» Available data:

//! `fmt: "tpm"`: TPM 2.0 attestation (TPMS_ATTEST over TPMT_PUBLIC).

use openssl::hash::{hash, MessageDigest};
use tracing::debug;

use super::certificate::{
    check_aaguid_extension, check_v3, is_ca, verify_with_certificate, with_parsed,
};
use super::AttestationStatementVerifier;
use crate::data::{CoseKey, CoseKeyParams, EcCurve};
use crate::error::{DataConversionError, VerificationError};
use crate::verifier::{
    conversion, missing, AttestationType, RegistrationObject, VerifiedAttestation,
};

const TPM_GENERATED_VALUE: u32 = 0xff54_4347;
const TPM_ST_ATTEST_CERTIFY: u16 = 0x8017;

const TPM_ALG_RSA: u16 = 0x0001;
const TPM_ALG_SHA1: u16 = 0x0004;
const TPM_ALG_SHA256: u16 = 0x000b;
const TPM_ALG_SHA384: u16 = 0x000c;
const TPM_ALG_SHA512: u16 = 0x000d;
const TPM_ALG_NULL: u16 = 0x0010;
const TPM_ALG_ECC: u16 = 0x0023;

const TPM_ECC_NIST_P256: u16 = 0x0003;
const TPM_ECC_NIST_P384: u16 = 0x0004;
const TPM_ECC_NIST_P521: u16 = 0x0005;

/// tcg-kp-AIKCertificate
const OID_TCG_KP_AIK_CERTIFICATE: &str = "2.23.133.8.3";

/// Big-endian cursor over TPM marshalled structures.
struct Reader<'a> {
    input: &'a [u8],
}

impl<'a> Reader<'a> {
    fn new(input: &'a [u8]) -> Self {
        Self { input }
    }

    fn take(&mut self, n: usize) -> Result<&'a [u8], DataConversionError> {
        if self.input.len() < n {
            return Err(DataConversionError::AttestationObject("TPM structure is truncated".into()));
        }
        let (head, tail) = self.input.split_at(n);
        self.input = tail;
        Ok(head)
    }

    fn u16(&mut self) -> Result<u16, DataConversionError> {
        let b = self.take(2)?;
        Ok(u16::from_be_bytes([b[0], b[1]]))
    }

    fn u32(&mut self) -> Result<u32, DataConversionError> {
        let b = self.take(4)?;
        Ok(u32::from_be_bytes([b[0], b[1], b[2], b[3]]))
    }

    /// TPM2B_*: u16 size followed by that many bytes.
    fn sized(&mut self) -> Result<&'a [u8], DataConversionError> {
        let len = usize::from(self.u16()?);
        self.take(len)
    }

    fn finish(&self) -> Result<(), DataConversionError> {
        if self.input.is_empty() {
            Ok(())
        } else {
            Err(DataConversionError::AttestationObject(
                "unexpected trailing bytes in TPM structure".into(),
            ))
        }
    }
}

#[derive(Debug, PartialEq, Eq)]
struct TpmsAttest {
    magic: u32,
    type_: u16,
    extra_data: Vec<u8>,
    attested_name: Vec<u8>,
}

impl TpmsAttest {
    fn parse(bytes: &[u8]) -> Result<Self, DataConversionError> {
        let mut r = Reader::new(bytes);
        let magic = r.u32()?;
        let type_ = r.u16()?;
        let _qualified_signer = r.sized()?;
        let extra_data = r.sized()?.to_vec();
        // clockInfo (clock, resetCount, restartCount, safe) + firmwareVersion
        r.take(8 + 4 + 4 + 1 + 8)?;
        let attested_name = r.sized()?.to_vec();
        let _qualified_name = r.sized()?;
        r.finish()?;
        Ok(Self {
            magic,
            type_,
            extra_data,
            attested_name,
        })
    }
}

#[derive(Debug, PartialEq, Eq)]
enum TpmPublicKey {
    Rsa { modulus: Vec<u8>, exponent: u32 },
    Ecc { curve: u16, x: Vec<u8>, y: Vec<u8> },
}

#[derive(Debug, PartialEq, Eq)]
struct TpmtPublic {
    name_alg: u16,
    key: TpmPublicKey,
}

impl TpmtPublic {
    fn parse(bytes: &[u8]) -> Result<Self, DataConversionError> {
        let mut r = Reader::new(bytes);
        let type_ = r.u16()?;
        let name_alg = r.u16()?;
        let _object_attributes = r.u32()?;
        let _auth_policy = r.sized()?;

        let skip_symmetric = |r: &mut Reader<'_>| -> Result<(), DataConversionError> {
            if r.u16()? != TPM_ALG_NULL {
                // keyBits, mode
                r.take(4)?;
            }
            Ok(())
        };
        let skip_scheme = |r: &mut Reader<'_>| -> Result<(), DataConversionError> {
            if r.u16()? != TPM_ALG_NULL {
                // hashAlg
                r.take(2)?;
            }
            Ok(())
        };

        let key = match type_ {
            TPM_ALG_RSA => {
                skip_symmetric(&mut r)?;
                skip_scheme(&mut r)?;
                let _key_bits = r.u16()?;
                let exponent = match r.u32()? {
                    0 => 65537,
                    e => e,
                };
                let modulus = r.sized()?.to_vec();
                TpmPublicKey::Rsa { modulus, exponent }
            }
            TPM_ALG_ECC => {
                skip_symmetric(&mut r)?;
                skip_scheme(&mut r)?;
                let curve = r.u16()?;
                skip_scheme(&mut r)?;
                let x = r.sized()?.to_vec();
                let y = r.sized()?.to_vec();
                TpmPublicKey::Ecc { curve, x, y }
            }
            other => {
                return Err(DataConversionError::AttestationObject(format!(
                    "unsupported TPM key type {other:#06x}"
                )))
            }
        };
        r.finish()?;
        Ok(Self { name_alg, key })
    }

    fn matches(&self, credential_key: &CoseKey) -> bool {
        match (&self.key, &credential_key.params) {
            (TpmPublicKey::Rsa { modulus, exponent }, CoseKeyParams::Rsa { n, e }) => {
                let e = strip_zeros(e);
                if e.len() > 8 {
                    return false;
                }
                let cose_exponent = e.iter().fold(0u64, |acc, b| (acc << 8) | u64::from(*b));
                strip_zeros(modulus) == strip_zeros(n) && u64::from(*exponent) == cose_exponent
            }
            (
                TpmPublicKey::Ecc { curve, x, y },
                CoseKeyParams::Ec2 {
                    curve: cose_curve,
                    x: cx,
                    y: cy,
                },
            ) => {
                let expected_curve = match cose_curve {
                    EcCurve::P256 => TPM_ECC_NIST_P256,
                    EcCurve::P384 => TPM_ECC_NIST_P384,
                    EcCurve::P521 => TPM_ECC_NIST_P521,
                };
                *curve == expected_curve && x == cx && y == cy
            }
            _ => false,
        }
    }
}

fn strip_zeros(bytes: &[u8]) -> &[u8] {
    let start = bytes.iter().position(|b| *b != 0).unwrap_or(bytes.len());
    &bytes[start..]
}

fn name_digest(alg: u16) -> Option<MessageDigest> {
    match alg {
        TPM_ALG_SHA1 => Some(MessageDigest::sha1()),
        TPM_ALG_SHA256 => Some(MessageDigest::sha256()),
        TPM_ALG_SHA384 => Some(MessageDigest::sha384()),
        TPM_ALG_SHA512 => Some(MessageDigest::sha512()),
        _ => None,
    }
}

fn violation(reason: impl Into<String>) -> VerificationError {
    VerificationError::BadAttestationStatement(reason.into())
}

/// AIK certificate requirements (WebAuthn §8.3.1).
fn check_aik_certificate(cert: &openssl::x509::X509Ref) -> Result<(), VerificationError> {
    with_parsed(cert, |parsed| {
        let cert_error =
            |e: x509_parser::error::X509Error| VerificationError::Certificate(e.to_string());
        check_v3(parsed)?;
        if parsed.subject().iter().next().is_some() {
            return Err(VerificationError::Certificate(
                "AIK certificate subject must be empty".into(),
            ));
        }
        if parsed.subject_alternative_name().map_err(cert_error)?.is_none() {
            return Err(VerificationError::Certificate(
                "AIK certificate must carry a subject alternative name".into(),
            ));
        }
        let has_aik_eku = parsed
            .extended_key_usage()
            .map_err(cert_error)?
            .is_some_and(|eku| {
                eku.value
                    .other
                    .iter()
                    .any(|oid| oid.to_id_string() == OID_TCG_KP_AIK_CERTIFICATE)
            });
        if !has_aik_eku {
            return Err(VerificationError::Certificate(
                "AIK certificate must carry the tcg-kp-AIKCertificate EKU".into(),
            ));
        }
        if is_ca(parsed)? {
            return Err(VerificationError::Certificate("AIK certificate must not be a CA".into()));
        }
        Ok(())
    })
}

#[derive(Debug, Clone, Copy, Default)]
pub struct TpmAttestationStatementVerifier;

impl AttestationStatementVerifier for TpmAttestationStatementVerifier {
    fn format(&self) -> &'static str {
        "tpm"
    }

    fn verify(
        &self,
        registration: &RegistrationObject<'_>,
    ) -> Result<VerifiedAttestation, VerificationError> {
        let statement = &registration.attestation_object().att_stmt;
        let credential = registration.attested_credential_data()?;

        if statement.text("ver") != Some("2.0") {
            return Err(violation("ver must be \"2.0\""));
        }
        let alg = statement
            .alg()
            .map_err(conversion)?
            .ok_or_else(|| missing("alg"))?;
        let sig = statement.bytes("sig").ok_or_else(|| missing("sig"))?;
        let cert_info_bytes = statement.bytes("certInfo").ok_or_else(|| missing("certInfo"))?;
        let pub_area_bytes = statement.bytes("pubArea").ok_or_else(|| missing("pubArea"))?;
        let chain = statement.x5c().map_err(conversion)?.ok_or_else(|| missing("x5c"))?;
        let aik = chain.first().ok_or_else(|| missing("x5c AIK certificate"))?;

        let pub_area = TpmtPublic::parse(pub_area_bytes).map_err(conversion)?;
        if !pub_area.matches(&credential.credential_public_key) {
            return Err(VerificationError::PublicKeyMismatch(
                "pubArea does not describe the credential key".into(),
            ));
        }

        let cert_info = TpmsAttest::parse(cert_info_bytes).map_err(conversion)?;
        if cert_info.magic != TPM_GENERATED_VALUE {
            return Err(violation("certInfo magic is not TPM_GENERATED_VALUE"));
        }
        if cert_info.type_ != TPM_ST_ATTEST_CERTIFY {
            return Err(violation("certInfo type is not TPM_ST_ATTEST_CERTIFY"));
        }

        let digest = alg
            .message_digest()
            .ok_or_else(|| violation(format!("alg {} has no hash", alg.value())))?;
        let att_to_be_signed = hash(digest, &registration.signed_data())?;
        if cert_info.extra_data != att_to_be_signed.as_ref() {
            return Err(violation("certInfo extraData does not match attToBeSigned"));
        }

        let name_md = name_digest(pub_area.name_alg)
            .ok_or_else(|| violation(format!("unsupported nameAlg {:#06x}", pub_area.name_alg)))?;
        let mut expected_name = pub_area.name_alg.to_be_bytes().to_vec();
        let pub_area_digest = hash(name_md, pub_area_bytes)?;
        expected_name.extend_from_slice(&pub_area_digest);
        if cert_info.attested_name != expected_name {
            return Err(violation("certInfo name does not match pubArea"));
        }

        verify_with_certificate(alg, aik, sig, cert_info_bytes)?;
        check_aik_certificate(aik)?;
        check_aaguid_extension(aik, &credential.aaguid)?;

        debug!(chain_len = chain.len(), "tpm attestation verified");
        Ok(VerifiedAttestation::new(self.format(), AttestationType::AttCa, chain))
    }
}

» Problem details: Show the lines where the word "over" appears in the entries.

» Written reply:
//! `fmt: "tpm"`: TPM 2.0 attestation (TPMS_ATTEST over TPMT_PUBLIC).
/// Big-endian cursor over TPM marshalled structures.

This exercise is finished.